YOUR TASK: Your reply should be only the number of lines in the records that contain the word "lock".

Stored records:
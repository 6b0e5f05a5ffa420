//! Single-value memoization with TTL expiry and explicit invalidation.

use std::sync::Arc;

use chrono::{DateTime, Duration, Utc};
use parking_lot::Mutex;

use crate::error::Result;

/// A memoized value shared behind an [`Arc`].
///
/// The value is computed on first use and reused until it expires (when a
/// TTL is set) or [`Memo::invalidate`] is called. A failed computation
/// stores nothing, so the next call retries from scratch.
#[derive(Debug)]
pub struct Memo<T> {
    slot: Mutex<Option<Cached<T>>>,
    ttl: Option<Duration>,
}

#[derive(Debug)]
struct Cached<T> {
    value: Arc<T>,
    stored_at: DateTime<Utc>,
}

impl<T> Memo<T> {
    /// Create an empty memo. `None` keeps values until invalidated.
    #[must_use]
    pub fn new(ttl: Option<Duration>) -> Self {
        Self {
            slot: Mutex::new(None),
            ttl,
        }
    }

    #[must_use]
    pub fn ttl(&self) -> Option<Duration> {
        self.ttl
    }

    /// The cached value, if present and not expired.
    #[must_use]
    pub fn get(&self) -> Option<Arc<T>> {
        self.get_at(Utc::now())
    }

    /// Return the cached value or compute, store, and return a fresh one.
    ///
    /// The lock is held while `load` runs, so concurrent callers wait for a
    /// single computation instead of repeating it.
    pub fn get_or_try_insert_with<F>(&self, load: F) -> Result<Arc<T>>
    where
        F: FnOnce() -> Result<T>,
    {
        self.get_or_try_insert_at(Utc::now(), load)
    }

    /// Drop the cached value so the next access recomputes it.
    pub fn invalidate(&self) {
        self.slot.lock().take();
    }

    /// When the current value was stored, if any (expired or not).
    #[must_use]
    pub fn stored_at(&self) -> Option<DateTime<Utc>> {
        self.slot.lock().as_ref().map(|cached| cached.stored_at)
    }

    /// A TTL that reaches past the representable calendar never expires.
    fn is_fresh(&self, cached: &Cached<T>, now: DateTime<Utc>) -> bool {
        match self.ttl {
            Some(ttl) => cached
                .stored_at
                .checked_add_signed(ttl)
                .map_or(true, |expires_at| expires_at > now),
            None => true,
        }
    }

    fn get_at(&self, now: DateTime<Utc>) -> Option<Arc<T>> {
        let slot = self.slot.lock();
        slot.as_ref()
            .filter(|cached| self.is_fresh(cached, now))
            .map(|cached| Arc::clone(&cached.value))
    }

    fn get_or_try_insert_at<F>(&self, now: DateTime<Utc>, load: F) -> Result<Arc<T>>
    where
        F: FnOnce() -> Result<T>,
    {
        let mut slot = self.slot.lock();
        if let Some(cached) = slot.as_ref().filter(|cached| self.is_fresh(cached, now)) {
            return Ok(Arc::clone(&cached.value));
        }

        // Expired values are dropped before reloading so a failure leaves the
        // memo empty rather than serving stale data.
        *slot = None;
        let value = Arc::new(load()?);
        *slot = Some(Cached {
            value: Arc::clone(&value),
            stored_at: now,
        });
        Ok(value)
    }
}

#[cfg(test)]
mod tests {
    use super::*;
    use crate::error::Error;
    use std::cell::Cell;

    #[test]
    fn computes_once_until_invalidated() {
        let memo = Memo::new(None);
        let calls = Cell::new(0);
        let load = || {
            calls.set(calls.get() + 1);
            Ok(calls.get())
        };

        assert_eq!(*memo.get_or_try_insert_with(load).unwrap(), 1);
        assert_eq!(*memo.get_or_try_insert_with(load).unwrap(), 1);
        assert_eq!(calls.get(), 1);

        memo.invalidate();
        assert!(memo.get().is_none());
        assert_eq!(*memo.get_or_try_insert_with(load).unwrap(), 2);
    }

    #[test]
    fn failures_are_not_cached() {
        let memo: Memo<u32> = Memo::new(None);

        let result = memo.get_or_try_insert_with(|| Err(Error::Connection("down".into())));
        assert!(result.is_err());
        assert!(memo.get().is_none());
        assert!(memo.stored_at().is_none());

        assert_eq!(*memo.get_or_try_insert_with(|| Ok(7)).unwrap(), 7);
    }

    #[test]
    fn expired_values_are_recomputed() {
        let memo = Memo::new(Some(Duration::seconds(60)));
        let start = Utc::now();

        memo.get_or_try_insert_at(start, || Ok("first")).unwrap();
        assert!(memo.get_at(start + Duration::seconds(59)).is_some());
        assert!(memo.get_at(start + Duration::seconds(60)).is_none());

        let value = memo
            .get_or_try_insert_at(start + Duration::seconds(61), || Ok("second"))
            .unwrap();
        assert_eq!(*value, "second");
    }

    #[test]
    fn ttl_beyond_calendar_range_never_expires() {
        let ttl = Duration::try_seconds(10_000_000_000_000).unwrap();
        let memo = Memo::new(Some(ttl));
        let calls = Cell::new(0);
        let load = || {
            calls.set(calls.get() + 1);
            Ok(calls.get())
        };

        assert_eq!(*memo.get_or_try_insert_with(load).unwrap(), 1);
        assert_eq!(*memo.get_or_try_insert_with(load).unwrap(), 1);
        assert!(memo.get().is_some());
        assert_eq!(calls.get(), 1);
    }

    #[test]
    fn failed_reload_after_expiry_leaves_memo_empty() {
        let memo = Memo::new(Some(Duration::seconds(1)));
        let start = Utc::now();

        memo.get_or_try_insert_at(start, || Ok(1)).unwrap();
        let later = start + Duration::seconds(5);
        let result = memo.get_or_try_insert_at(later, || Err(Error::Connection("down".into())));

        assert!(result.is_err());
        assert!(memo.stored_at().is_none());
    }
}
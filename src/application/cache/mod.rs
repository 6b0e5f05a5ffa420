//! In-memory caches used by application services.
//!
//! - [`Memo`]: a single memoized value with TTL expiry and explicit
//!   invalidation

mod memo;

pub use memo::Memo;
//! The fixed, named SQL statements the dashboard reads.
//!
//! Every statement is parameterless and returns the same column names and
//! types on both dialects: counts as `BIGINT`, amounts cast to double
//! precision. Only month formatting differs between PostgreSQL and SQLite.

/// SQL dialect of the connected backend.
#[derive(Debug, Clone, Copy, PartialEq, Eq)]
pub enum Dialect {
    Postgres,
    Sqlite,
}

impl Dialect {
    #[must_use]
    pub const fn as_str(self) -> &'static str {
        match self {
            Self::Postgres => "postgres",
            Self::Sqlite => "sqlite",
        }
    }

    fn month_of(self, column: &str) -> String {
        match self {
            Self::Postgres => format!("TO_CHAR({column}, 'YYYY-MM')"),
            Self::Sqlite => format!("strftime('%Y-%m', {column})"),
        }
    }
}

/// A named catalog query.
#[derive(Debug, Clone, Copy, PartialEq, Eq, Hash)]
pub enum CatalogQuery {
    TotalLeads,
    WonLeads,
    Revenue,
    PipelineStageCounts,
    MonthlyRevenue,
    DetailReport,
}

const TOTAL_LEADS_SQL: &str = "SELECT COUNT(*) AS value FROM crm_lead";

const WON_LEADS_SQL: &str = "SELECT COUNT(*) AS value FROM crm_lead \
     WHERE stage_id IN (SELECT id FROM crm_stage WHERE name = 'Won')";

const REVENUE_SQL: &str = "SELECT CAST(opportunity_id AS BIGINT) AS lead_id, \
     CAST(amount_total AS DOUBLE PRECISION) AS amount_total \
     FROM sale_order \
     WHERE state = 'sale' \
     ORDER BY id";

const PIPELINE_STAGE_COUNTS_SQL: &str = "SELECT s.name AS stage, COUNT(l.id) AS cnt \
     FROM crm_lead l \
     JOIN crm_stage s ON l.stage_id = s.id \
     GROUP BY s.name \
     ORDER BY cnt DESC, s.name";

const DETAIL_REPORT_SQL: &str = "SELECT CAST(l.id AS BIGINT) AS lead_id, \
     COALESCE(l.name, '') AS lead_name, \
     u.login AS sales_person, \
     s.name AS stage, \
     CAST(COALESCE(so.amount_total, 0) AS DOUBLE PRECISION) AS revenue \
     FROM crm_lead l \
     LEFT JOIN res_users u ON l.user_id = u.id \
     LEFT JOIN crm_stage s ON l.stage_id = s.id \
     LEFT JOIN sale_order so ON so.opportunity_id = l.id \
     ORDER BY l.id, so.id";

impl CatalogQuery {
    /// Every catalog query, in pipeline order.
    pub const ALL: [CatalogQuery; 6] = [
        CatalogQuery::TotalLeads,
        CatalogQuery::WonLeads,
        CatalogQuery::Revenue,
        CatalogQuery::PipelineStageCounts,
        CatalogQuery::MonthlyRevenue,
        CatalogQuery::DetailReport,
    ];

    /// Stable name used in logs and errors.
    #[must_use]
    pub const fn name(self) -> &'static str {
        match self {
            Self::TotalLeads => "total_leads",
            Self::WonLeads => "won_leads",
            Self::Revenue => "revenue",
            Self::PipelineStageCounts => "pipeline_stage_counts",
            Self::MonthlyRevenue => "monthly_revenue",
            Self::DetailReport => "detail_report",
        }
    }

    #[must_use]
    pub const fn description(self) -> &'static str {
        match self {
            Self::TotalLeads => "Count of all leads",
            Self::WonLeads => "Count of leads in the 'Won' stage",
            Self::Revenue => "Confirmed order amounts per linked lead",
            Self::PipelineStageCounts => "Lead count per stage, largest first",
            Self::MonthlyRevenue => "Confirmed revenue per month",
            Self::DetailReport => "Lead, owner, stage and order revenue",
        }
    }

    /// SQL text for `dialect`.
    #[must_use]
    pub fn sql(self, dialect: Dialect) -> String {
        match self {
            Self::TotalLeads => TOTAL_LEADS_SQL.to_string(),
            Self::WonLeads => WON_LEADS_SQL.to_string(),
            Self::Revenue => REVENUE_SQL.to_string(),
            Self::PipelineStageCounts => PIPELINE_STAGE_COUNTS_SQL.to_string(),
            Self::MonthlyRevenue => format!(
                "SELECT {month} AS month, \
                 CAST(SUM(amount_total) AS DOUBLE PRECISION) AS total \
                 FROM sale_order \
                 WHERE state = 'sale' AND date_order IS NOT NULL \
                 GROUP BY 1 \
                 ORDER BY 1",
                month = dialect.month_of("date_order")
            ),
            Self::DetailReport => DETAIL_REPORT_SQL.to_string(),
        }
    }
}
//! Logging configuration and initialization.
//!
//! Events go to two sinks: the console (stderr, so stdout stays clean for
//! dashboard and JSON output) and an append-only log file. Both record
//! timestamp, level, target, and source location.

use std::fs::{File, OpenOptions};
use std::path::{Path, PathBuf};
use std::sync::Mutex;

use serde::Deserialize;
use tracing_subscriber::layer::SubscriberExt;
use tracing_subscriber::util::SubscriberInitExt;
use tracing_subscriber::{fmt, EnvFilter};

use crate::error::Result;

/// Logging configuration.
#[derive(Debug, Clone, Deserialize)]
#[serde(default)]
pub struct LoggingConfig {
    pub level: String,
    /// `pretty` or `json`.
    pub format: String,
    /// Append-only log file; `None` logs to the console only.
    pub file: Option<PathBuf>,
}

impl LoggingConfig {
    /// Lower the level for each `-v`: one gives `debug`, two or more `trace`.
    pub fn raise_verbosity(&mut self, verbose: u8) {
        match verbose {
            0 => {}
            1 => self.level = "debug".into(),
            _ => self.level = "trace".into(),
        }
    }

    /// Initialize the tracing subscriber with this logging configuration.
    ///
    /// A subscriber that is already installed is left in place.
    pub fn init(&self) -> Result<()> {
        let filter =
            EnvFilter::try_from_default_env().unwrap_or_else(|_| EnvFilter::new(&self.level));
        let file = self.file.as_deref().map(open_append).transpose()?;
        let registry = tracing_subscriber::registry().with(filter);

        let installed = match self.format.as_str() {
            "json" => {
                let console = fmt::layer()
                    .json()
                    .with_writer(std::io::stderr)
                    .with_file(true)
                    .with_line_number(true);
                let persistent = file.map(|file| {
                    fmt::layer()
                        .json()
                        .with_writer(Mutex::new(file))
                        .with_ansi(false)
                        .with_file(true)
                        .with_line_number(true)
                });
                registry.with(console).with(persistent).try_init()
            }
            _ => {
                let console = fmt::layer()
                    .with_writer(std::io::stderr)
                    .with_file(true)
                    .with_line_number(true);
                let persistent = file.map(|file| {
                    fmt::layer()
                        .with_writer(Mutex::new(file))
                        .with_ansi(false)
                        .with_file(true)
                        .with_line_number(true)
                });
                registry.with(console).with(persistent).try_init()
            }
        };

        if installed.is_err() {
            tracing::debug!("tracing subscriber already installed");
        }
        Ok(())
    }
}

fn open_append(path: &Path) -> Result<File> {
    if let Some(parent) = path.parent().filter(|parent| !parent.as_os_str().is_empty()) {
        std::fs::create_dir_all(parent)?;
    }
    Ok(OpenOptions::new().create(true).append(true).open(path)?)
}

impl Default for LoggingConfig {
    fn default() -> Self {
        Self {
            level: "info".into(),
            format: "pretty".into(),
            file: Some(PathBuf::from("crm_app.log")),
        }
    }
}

---

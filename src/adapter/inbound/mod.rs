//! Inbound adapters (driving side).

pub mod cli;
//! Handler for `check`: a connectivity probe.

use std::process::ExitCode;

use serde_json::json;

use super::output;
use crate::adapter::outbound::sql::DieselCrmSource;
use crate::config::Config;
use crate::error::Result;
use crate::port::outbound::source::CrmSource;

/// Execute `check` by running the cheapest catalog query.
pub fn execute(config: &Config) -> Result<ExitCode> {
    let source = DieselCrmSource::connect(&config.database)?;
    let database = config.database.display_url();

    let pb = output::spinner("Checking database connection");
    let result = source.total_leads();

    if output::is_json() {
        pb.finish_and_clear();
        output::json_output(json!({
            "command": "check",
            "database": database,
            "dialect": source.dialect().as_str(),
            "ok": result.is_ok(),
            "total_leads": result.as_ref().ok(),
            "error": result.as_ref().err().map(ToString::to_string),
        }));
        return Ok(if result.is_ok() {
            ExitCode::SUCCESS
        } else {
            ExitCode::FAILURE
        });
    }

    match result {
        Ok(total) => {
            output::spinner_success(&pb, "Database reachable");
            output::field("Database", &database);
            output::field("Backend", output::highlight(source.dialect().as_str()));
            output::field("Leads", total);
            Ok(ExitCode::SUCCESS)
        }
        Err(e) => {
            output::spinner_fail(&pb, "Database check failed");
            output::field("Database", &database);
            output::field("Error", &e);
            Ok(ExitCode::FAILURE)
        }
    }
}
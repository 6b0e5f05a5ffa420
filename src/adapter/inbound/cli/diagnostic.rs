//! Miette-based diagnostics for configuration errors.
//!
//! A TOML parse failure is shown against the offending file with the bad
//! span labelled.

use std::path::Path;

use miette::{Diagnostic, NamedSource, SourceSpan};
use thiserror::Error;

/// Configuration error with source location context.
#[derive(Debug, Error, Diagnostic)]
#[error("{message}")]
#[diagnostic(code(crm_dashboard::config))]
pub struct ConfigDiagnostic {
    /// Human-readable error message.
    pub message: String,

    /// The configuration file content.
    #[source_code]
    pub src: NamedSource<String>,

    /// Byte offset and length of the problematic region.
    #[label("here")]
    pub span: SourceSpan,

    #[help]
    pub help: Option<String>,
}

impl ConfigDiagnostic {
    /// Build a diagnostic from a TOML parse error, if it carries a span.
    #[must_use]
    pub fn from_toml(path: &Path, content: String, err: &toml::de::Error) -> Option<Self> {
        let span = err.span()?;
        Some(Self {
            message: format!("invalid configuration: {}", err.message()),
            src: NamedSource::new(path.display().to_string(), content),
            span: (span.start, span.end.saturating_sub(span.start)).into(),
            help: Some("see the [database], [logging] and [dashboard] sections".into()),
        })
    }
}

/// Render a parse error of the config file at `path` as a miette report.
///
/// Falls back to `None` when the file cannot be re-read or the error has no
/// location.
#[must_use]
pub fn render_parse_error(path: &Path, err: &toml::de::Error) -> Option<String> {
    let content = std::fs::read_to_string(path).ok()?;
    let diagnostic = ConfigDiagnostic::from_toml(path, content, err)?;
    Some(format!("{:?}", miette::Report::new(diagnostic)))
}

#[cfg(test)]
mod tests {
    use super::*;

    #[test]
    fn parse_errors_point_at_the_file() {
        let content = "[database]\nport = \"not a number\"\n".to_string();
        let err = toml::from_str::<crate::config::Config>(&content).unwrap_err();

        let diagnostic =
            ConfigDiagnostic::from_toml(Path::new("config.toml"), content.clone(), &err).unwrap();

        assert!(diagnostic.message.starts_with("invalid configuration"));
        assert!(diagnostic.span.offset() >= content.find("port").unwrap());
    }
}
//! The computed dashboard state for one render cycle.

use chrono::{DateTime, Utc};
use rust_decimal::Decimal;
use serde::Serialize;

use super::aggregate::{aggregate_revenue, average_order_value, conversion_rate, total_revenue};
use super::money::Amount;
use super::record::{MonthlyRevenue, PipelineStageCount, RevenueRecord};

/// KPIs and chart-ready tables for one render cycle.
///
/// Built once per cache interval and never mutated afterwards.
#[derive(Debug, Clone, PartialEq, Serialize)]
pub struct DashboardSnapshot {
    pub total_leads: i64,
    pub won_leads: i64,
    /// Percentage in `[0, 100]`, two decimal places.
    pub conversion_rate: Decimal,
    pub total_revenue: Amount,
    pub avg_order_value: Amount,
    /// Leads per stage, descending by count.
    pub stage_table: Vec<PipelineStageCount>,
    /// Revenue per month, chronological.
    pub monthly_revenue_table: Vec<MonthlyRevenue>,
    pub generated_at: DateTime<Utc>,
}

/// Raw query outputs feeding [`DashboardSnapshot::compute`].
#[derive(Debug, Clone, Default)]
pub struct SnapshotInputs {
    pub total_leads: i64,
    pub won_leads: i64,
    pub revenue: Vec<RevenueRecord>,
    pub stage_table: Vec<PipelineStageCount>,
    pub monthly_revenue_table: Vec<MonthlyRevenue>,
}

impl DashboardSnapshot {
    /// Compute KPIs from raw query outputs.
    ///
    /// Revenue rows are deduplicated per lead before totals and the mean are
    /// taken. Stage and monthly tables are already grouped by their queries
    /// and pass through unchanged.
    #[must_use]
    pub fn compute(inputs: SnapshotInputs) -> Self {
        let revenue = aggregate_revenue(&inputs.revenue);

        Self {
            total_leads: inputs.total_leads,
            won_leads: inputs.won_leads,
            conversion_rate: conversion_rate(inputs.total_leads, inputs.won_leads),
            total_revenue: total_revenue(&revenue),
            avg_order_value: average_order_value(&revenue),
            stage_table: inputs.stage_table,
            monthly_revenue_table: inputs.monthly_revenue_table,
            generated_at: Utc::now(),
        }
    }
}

ANSWER TO THIS PROBLEM: 5